- **YOUR ASSIGNMENT**: In the data below, how many lines contain the string "time"? Reply with the number only.
*** MATERIAL TO PROCESS Section Begins ***
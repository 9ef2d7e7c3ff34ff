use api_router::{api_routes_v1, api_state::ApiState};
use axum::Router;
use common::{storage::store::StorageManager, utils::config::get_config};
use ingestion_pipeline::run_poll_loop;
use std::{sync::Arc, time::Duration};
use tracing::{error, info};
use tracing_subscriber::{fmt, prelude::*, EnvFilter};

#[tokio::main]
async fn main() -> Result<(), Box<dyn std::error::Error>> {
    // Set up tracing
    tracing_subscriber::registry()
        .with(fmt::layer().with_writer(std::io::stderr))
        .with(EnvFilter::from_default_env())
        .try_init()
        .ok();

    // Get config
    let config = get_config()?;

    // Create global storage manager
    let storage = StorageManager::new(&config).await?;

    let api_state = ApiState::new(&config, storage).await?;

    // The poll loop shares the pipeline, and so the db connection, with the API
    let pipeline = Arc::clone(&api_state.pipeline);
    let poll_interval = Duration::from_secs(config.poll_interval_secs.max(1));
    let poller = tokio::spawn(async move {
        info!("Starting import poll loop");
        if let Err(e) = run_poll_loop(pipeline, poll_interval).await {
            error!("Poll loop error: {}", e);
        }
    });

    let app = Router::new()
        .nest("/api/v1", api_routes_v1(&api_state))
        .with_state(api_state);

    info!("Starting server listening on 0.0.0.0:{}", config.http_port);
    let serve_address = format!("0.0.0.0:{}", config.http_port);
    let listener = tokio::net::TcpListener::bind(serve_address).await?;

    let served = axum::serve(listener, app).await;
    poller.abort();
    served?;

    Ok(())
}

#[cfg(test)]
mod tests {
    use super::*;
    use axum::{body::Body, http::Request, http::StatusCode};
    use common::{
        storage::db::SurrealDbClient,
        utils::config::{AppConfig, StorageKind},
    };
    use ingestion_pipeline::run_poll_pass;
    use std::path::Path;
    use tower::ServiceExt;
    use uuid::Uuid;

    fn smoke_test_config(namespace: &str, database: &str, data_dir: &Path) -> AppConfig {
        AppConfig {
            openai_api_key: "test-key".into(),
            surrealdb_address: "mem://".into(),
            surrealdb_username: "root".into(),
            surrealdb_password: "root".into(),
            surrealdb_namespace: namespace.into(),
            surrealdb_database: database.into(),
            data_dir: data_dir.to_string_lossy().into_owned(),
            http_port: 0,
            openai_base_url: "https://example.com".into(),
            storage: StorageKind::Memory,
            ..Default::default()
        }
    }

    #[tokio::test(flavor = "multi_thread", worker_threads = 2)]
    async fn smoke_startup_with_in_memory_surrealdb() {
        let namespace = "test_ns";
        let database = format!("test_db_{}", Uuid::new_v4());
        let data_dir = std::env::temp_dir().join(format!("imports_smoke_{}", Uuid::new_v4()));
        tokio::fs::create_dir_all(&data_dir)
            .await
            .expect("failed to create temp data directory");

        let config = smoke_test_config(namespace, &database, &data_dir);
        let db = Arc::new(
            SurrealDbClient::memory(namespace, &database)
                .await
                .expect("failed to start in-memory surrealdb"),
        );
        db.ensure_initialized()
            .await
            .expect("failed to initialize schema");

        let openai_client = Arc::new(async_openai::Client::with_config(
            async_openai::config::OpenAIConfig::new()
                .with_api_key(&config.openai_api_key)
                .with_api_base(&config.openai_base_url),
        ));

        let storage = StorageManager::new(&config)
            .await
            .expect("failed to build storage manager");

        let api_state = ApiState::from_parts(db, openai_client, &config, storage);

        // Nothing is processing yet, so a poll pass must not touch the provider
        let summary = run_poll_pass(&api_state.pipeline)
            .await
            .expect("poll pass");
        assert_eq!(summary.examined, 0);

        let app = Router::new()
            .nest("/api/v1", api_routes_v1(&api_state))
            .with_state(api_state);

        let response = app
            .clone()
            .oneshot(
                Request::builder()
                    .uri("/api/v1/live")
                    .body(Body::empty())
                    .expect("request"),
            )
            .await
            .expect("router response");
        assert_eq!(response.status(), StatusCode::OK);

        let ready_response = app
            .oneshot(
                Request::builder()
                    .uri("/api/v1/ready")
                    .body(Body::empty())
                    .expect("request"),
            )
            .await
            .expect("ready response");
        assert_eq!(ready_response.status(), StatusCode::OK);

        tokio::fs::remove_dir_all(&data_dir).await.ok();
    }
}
*** MATERIAL TO PROCESS Section Ends ***
*** MATERIAL TO PROCESS Section Begins ***
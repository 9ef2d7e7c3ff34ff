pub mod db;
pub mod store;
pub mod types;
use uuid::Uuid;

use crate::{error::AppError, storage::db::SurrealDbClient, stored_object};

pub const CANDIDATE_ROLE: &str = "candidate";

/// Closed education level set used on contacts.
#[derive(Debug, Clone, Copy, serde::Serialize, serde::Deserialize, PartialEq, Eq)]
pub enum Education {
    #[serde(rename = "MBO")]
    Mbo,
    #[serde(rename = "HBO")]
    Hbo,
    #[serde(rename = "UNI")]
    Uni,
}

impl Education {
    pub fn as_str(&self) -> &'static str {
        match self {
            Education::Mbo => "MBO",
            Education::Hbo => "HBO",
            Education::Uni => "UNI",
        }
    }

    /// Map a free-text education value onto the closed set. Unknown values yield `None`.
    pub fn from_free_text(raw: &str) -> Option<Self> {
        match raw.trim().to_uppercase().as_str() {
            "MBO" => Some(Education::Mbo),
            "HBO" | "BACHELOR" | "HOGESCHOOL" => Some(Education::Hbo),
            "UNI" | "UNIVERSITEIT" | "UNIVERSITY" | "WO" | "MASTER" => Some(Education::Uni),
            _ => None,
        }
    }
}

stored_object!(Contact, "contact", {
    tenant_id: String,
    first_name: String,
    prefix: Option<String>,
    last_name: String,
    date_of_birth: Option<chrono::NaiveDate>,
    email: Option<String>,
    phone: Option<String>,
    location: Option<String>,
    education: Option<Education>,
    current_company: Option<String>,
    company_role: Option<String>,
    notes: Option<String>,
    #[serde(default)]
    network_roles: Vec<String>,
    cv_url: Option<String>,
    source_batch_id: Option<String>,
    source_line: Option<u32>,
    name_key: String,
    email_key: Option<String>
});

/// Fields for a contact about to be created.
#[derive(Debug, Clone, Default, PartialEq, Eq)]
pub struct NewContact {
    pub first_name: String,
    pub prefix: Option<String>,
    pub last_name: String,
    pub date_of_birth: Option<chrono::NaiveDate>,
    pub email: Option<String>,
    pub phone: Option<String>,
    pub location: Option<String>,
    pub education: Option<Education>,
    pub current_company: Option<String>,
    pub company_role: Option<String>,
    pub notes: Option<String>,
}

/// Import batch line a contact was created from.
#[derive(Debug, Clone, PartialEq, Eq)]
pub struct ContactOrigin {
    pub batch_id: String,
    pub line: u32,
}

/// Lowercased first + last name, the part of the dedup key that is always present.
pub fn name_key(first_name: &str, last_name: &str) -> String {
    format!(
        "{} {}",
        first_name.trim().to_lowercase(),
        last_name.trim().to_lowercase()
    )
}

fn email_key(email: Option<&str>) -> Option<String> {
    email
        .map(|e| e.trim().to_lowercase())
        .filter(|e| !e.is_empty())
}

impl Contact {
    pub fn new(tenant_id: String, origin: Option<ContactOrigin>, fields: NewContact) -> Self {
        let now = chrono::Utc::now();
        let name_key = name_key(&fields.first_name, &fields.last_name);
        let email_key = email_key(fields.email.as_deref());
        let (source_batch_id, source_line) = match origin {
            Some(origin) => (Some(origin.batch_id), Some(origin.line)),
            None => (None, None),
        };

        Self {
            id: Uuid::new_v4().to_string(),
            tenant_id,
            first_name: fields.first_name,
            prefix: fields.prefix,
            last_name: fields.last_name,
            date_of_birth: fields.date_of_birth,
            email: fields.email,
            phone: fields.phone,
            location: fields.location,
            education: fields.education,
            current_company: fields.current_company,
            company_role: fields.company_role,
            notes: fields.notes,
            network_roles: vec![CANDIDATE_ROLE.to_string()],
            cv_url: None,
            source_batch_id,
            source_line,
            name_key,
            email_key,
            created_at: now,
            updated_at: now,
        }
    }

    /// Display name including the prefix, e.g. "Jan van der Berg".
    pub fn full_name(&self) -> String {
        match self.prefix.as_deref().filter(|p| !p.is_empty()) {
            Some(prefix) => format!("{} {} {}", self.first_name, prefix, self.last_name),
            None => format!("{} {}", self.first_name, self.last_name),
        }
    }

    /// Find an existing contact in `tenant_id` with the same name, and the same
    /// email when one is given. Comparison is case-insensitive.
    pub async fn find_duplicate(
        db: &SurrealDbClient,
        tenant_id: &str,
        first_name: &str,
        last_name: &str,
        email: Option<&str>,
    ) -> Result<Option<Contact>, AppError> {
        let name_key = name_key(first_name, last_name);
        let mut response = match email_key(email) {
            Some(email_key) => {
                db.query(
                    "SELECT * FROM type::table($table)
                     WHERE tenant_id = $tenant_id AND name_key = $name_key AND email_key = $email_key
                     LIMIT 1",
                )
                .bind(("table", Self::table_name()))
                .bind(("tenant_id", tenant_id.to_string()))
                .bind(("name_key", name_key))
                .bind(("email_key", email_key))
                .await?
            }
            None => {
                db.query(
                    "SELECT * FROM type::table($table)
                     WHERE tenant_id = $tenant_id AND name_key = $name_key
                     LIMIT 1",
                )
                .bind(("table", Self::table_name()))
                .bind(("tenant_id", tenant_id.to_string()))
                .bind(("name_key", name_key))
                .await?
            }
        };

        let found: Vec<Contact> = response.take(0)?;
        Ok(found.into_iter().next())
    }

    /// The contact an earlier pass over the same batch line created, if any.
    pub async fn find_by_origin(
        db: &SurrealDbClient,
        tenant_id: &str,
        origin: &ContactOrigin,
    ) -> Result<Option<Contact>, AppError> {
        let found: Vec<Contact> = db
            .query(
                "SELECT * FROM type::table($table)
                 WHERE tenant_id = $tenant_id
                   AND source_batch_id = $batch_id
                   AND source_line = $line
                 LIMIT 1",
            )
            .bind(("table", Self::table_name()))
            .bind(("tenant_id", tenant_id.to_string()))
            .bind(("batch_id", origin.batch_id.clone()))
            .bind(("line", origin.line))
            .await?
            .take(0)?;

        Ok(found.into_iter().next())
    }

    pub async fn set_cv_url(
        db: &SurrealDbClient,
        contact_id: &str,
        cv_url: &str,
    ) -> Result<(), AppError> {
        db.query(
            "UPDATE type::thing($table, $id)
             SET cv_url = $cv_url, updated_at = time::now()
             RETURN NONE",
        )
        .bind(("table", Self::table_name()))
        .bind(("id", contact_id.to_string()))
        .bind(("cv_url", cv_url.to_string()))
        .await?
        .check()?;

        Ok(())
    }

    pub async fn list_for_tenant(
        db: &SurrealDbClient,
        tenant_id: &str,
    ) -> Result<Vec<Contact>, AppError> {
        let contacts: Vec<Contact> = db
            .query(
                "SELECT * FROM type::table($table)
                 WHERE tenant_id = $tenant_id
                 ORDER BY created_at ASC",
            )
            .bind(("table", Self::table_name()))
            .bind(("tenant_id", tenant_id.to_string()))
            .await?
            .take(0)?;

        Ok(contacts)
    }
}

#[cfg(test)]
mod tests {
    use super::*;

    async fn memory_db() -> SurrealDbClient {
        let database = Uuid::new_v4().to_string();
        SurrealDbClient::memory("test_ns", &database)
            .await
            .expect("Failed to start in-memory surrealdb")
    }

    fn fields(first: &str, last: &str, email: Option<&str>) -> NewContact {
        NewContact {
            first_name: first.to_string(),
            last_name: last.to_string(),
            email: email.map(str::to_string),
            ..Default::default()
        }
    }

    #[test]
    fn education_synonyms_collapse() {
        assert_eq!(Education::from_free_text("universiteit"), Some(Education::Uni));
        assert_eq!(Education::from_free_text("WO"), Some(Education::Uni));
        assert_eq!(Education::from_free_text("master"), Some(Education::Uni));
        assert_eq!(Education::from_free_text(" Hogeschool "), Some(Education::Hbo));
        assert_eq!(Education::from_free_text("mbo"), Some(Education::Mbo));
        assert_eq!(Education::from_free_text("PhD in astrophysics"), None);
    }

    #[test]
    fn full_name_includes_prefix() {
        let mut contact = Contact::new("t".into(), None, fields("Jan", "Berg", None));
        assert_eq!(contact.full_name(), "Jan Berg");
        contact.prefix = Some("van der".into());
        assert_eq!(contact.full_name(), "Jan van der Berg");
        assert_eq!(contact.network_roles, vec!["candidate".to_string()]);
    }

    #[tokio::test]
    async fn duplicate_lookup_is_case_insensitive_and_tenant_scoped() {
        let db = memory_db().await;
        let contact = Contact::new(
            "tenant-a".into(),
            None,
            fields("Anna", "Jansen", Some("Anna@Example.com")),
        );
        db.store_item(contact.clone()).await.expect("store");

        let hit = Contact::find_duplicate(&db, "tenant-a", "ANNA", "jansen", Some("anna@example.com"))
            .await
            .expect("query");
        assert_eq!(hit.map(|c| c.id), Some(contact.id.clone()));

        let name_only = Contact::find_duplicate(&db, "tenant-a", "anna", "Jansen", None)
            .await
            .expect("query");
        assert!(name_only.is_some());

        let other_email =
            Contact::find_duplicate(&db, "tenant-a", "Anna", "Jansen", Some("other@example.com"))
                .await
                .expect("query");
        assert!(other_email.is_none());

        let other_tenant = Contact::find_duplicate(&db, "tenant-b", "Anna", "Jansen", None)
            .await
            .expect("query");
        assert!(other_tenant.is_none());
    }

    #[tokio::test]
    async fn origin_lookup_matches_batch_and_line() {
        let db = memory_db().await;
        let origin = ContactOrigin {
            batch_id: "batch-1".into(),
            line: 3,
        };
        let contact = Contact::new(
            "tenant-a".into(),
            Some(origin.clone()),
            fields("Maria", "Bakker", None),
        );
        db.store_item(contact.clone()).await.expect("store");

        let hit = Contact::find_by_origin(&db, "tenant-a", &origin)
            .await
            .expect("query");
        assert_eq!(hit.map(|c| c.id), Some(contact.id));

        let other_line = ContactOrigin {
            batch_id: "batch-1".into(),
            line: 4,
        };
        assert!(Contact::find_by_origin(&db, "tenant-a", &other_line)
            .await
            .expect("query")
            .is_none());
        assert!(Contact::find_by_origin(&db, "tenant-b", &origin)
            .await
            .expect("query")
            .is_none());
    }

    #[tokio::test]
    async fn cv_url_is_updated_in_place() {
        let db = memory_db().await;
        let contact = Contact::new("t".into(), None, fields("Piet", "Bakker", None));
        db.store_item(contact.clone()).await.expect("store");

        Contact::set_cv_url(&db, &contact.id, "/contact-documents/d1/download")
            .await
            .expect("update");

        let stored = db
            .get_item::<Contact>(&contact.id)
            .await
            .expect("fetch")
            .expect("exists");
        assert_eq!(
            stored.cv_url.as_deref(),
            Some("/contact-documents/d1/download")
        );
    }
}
*** MATERIAL TO PROCESS Section Ends ***
*** MATERIAL TO PROCESS Section Begins ***
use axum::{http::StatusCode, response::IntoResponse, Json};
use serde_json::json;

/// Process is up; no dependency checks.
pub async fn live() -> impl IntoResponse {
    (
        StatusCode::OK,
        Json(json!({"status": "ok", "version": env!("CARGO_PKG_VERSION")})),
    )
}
*** MATERIAL TO PROCESS Section Ends ***
- **ANSWER FOR THIS EXERCISE**: 2